The doctor grinned. "I'll get you a wheelchair and your clothes, then you can be on your way and hide inside your house for awhile until you feel better."

"I can't hide from my problems, my problem is in the waiting room."

A shadow of a grin made its way to her lips. "That boy who walked you in?"

"More like carried me in. I can't tell him I broke my arse, it's embarrassing!"

She smiled. "Well, I think he would be more worried about your wellbeing to laugh at you. Act pitiful and I'm sure he won't do a thing."

"Act pitiful? How?"

"You know, cry, limp around, wince every five minutes, keep your eyes lowered. That's all I can tell you honey. One of my nurses will escort you out once we get your chair and then I'll send your meds to a local pharmacy for your boyfriend to pick up. Okay?" She didn't wait for my answer, turning on her heel and quickly exiting the room before I could even get my response out.
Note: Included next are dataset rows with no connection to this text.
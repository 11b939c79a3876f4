use criterion::criterion_group;
use criterion::criterion_main;
use criterion::Criterion;

use awslite_core::hash::hex_sha256;
use awslite_core::time::now;
use awslite_core::{Credential, RequestSigner, SigningRequest};
use http::uri::{Authority, Scheme};
use http::{HeaderMap, Method};

criterion_group!(benches, bench);
criterion_main!(benches);

pub fn bench(c: &mut Criterion) {
    let mut group = c.benchmark_group("sigv4");

    group.bench_function("sign", |b| {
        let cred = Credential::new("access_key_id", "secret_access_key");
        let signer = RequestSigner::new("s3", "us-east-1");
        let payload_hash = hex_sha256(b"Hello, S3!");
        let time = now();

        let mut headers = HeaderMap::new();
        headers.insert("host", "hello.s3.us-east-1.amazonaws.com".parse().unwrap());
        headers.insert("x-amz-date", "20240701T000000Z".parse().unwrap());
        headers.insert("x-amz-content-sha256", payload_hash.parse().unwrap());

        b.iter(|| {
            let req = SigningRequest {
                method: Method::PUT,
                scheme: Scheme::HTTPS,
                authority: Authority::from_static("hello.s3.us-east-1.amazonaws.com"),
                path: "/hello".to_string(),
                query: String::new(),
                headers: headers.clone(),
            };
            signer
                .sign(&req, &cred, &payload_hash, time)
                .expect("must sign")
        })
    });

    group.finish();
}
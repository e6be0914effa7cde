pub mod feeds;
pub mod hub;
pub mod lifecycle;

pub use hub::{Cancel, Health, Live, LiveQueryHub, MergedSubscription, Snapshot, Subscription};
pub use lifecycle::SubscriptionManager;
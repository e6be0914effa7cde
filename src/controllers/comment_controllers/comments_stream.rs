use std::convert::Infallible;

use axum::{
    extract::{Path, State},
    response::sse::{Event, Sse},
};
use futures::stream::Stream;
use tokio::sync::mpsc;

use crate::controllers::live_stream::sse_from_subscription;
use crate::realtime::feeds::subscribe_to_comments;
use crate::state::AppState;
use crate::utils::error::AppResult;

pub async fn comments_stream(
    Path(target_id): Path<String>,
    State(state): State<AppState>,
) -> AppResult<Sse<impl Stream<Item = Result<Event, Infallible>>>> {
    let (tx, rx) = mpsc::unbounded_channel();
    let subscription = subscribe_to_comments(&state.hub, &target_id, move |comments| {
        let _ = tx.send(comments);
    })
    .await?;

    Ok(sse_from_subscription(rx, subscription))
}
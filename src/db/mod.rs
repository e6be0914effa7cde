pub mod connection;
pub mod memory;
pub mod mongo;
pub mod store;
use axum::{
    extract::{Request, State},
    middleware::Next,
    response::Response,
};
use axum_extra::extract::cookie::CookieJar;
use tracing::debug;

use crate::state::AppState;
use crate::utils::{
    error::AppError,
    session::{verify_token, Claims},
};

pub async fn jwt_auth(
    State(state): State<AppState>,
    cookie_jar: CookieJar,
    mut req: Request,
    next: Next,
) -> Result<Response, AppError> {
    let token = cookie_jar
        .get("token")
        .map(|cookie| cookie.value().to_string())
        .ok_or_else(|| AppError::AuthenticationError("No token found".to_string()))?;

    let claims = verify_token(&token, &state.config.session_secret).map_err(|e| {
        debug!("Rejected token: {}", e);
        AppError::AuthenticationError("Invalid or expired token".to_string())
    })?;

    req.extensions_mut().insert(claims);

    Ok(next.run(req).await)
}

/// Must run inside `jwt_auth`.
pub async fn require_admin(req: Request, next: Next) -> Result<Response, AppError> {
    let is_admin = req
        .extensions()
        .get::<Claims>()
        .is_some_and(Claims::is_admin);

    if !is_admin {
        return Err(AppError::Forbidden("Admin role required".to_string()));
    }

    Ok(next.run(req).await)
}
pub mod analytics_controllers;
pub mod comment_controllers;
pub mod live_stream;
pub mod poll_controllers;
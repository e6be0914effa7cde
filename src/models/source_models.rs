//! Read-only records consumed by the dashboards. Every field is optional on
//! the wire so partially filled documents still aggregate.

use chrono::{DateTime, Utc};
use serde::{Deserialize, Serialize};

#[derive(Debug, Serialize, Deserialize, Clone, PartialEq, Default)]
#[serde(rename_all = "camelCase", default)]
pub struct UserAccount {
    pub role: String,
    #[serde(with = "chrono::serde::ts_milliseconds_option")]
    pub join_date: Option<DateTime<Utc>>,
    pub class_level: Option<String>,
}

impl UserAccount {
    pub fn is_teacher(&self) -> bool {
        self.role == "teacher"
    }
}

#[derive(Debug, Serialize, Deserialize, Clone, PartialEq, Default)]
#[serde(rename_all = "camelCase", default)]
pub struct Payment {
    pub amount: f64,
    pub status: String,
    pub payment_method: String,
    #[serde(with = "chrono::serde::ts_milliseconds_option")]
    pub submitted_at: Option<DateTime<Utc>>,
}

impl Payment {
    pub const APPROVED: &'static str = "approved";

    pub fn is_approved(&self) -> bool {
        self.status == Self::APPROVED
    }
}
"He's not my boyfriend!" I shouted, but the door had already closed behind her. Why does everyone think he's my boyfriend? Sure I'm with him all the time and I just about live with him nowadays, but that doesn't mean I'm dating the guy.

A nurse entered the room pushing an empty wheelchair and motioned for me to get in it. It took me ten minutes to get in the damn thing and two seconds for the nurse to push me ninety miles an hour down the hallway and to the waiting room door. I gulped, put my head down, and slumped back in my chair. I hope that docs advice works.

The waiting room was empty, except for a mother and her kid sitting in the corner. He looked like he'd busted his face up pretty bad on the right side, but I wasn't sure from what. My eyes met Jordan's three chairs away from the boy and his mother, and they were blank.

Shit.

He walked over quickly, but his gaze remained on the nurse as she gave him instructions on what to do after we left the hospital, which I ignored as I stared worriedly at Jordan. After what seemed like years, he nodded and took hold of the wheelchair himself and began to push me.

Nothing was said as we exited the hospital and started our journey across the parking lot to his car. I felt horrible. No, not because my ass was broken and I was dehydrated as hell and my head ached from all the morphine, but because I embarrassed myself in front of Jordan and showed him just how pathetic I was without him in my life. I was willing to kill myself if he left me or rejected me, and now he knows that. I wanted to be anywhere but around him at the moment.

He wordlessly helped me into my seat when we got to his car and said nothing as he strapped his own self in. As I tried with failure to keep my weight off my butt bone, I was also trying to capture his expression in the dark. It was still blank.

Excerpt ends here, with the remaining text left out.